Copy each line containing "store" from the listing below.

--------------------------------------------------

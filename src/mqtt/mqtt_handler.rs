//! rumqttc-backed transport over secure WebSocket.
//!
//! Each connect builds a fresh `AsyncClient`/`EventLoop` pair and walks it
//! through a small typestate machine:
//!
//! ```text
//! MqttLink<Configured> ──handshake()──► MqttLink<Live>
//! ```
//!
//! The event loop is polled by a background task that forwards publishes to
//! the session's event channel. It stops polling on the first error or
//! DISCONNECT, which is what keeps rumqttc from reconnecting by itself:
//! retries belong to the supervisor alone.

use std::future::Future;
use std::sync::atomic::{AtomicBool, Ordering};
use std::sync::Arc;
use std::time::Duration;

use rumqttc::{
    AsyncClient, ConnectReturnCode, ConnectionError, Event, EventLoop, Incoming, MqttOptions,
    NetworkOptions, Outgoing, QoS, Transport,
};
use statum::{machine, state};
use tokio::sync::mpsc;
use tokio_util::sync::CancellationToken;
use tracing::{debug, error, info, warn};

use super::error::TransportError;
use super::transport::{
    ConnectOptions, Connection, Connector, Link, TransportEvent, EVENT_CHANNEL_CAPACITY,
};

/// Capacity of rumqttc's outgoing request queue.
const REQUEST_CAPACITY: usize = 100;

/// Lifecycle of a single broker session
#[state]
#[derive(Debug, Clone)]
pub enum LinkState {
    Configured, // Options validated, nothing on the wire yet
    Live,       // CONNACK received, event loop running
}

#[machine]
pub struct MqttLink<S: LinkState> {
    client_id: String,
    options: ConnectOptions,
    client: Option<AsyncClient>,
    cancel: CancellationToken,
    live: Arc<AtomicBool>,
}

impl<S: LinkState> MqttLink<S> {
    pub fn client_id(&self) -> &str {
        &self.client_id
    }
}

impl MqttLink<Configured> {
    pub fn create(options: ConnectOptions) -> Self {
        debug!("Configuring broker session for {}", options.client_id);
        Self::new(
            options.client_id.clone(),
            options,
            None,                              // client
            CancellationToken::new(),          // cancel
            Arc::new(AtomicBool::new(false)),  // live
        )
    }

    /// Opens the socket, sends CONNECT and waits for CONNACK.
    ///
    /// On success the event loop is handed to a background task and the
    /// receiving end of its event channel is returned with the live link.
    pub async fn handshake(
        mut self,
    ) -> Result<(MqttLink<Live>, mpsc::Receiver<TransportEvent>), TransportError> {
        let mqtt_options = build_mqtt_options(&self.options)?;
        let (client, mut eventloop) = AsyncClient::new(mqtt_options, REQUEST_CAPACITY);
        eventloop.network_options = build_network_options(&self.options);

        info!(
            "Connecting to {} as {}",
            self.options.endpoint.url(),
            self.client_id
        );

        let timeout = self.options.connect_timeout;
        match tokio::time::timeout(timeout, wait_for_connack(&mut eventloop, timeout)).await {
            Ok(Ok(())) => {}
            Ok(Err(e)) => {
                warn!("Handshake for {} failed: {}", self.client_id, e);
                return Err(e);
            }
            Err(_) => {
                warn!("Handshake for {} timed out", self.client_id);
                return Err(TransportError::Timeout(timeout));
            }
        }

        let (event_tx, event_rx) = mpsc::channel(EVENT_CHANNEL_CAPACITY);
        self.live.store(true, Ordering::SeqCst);
        self.client = Some(client);

        tokio::spawn(pump_events(
            eventloop,
            event_tx,
            self.cancel.clone(),
            self.live.clone(),
            self.client_id.clone(),
        ));

        info!("Broker session established for {}", self.client_id);
        let live: MqttLink<Live> = self.transition();
        Ok((live, event_rx))
    }
}

impl Link for MqttLink<Live> {
    fn publish(&self, topic: &str, payload: Vec<u8>, retain: bool) -> bool {
        let client = match &self.client {
            Some(client) if self.is_live() => client,
            _ => {
                error!("Cannot publish to {}: client not connected", topic);
                return false;
            }
        };

        match client.try_publish(topic, QoS::AtMostOnce, retain, payload) {
            Ok(()) => {
                debug!("Queued publish to {} (retain: {})", topic, retain);
                true
            }
            Err(e) => {
                error!("Failed to publish to {}: {}", topic, e);
                false
            }
        }
    }

    fn subscribe(&self, topic: &str) {
        let Some(client) = &self.client else {
            warn!("Cannot subscribe to {}: no client", topic);
            return;
        };
        match client.try_subscribe(topic, QoS::AtMostOnce) {
            Ok(()) => debug!("Subscribe request queued for {}", topic),
            Err(e) => error!("Failed to subscribe to {}: {}", topic, e),
        }
    }

    fn unsubscribe(&self, topic: &str) {
        let Some(client) = &self.client else {
            warn!("Cannot unsubscribe from {}: no client", topic);
            return;
        };
        match client.try_unsubscribe(topic) {
            Ok(()) => debug!("Unsubscribe request queued for {}", topic),
            Err(e) => error!("Failed to unsubscribe from {}: {}", topic, e),
        }
    }

    fn disconnect(&self, force: bool) {
        info!("Ending broker session for {} (force: {})", self.client_id, force);
        self.live.store(false, Ordering::SeqCst);

        if let Some(client) = &self.client {
            if let Err(e) = client.try_disconnect() {
                debug!("DISCONNECT not queued for {}: {}", self.client_id, e);
            }
        }

        if force {
            self.cancel.cancel();
        }
    }

    fn is_live(&self) -> bool {
        self.live.load(Ordering::SeqCst)
    }
}

/// Connector that opens one rumqttc session per call.
#[derive(Debug, Clone, Copy, Default)]
pub struct MqttConnector;

impl Connector for MqttConnector {
    type Link = MqttLink<Live>;

    fn connect(
        &self,
        options: ConnectOptions,
    ) -> impl Future<Output = Result<Connection<Self::Link>, TransportError>> + Send {
        async move {
            let (link, events) = MqttLink::create(options).handshake().await?;
            Ok(Connection { link, events })
        }
    }
}

fn build_mqtt_options(options: &ConnectOptions) -> Result<MqttOptions, TransportError> {
    if options.client_id.is_empty() || options.client_id.starts_with(' ') {
        return Err(TransportError::InvalidOptions(format!(
            "client id {:?} is not usable",
            options.client_id
        )));
    }
    if !options.keep_alive.is_zero() && options.keep_alive < Duration::from_secs(1) {
        return Err(TransportError::InvalidOptions(
            "keep-alive must be zero or at least one second".to_string(),
        ));
    }

    // rumqttc takes the full URL as host when the transport is a websocket
    let mut mqtt_options = MqttOptions::new(
        options.client_id.clone(),
        options.endpoint.url(),
        options.endpoint.port,
    );
    mqtt_options
        .set_transport(Transport::wss_with_default_config())
        .set_keep_alive(options.keep_alive)
        .set_clean_session(options.clean_session);

    if !options.username.is_empty() {
        mqtt_options.set_credentials(options.username.clone(), options.password.clone());
    }

    if let Some(will) = &options.last_will {
        mqtt_options.set_last_will(rumqttc::LastWill::new(
            will.topic.clone(),
            will.payload.clone(),
            QoS::AtLeastOnce,
            will.retain,
        ));
    }

    Ok(mqtt_options)
}

/// rumqttc bounds the socket handshake in whole seconds, so the configured
/// timeout is rounded up to keep it from firing before ours.
fn build_network_options(options: &ConnectOptions) -> NetworkOptions {
    let timeout = options.connect_timeout;
    let secs = timeout.as_secs() + u64::from(timeout.subsec_nanos() > 0);
    let mut network_options = NetworkOptions::new();
    network_options.set_connection_timeout(secs.max(1));
    network_options
}

async fn wait_for_connack(
    eventloop: &mut EventLoop,
    timeout: Duration,
) -> Result<(), TransportError> {
    loop {
        match eventloop.poll().await {
            Ok(Event::Incoming(Incoming::ConnAck(ack))) => {
                if ack.code == ConnectReturnCode::Success {
                    return Ok(());
                }
                return Err(TransportError::Refused(format!("{:?}", ack.code)));
            }
            Ok(event) => debug!("Handshake event: {:?}", event),
            Err(ConnectionError::ConnectionRefused(code)) => {
                return Err(TransportError::Refused(format!("{:?}", code)));
            }
            Err(ConnectionError::RequestsDone) => return Err(TransportError::Closed),
            Err(ConnectionError::NetworkTimeout) => return Err(TransportError::Timeout(timeout)),
            Err(e) => return Err(TransportError::Connection(e.to_string())),
        }
    }
}

/// Polls the event loop until cancelled, disconnected or errored.
async fn pump_events(
    mut eventloop: EventLoop,
    events: mpsc::Sender<TransportEvent>,
    cancel: CancellationToken,
    live: Arc<AtomicBool>,
    client_id: String,
) {
    let _ = events.send(TransportEvent::Connected).await;

    loop {
        tokio::select! {
            biased;

            _ = cancel.cancelled() => {
                debug!("Event loop for {} cancelled", client_id);
                break;
            }

            polled = eventloop.poll() => match polled {
                Ok(Event::Incoming(Incoming::Publish(publish))) => {
                    let message = TransportEvent::Message {
                        topic: publish.topic.clone(),
                        payload: publish.payload.to_vec(),
                    };
                    if events.send(message).await.is_err() {
                        debug!("Event receiver for {} dropped", client_id);
                        break;
                    }
                }
                Ok(Event::Incoming(Incoming::SubAck(ack))) => {
                    debug!("Subscription acknowledged: {:?}", ack.return_codes);
                }
                Ok(Event::Incoming(Incoming::Disconnect)) => {
                    info!("Broker closed the session for {}", client_id);
                    break;
                }
                Ok(Event::Outgoing(Outgoing::Disconnect)) => {
                    debug!("DISCONNECT sent for {}", client_id);
                    break;
                }
                Ok(_) => {}
                Err(e) => {
                    warn!("Event loop error for {}: {}", client_id, e);
                    let _ = events.send(TransportEvent::Error(e.to_string())).await;
                    break;
                }
            }
        }
    }

    live.store(false, Ordering::SeqCst);
    let _ = events.send(TransportEvent::Closed).await;
    debug!("Event loop for {} stopped", client_id);
}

--------------------------------------------------

## Answer section
        self.live.store(true, Ordering::SeqCst);
        self.live.store(false, Ordering::SeqCst);
    live.store(false, Ordering::SeqCst);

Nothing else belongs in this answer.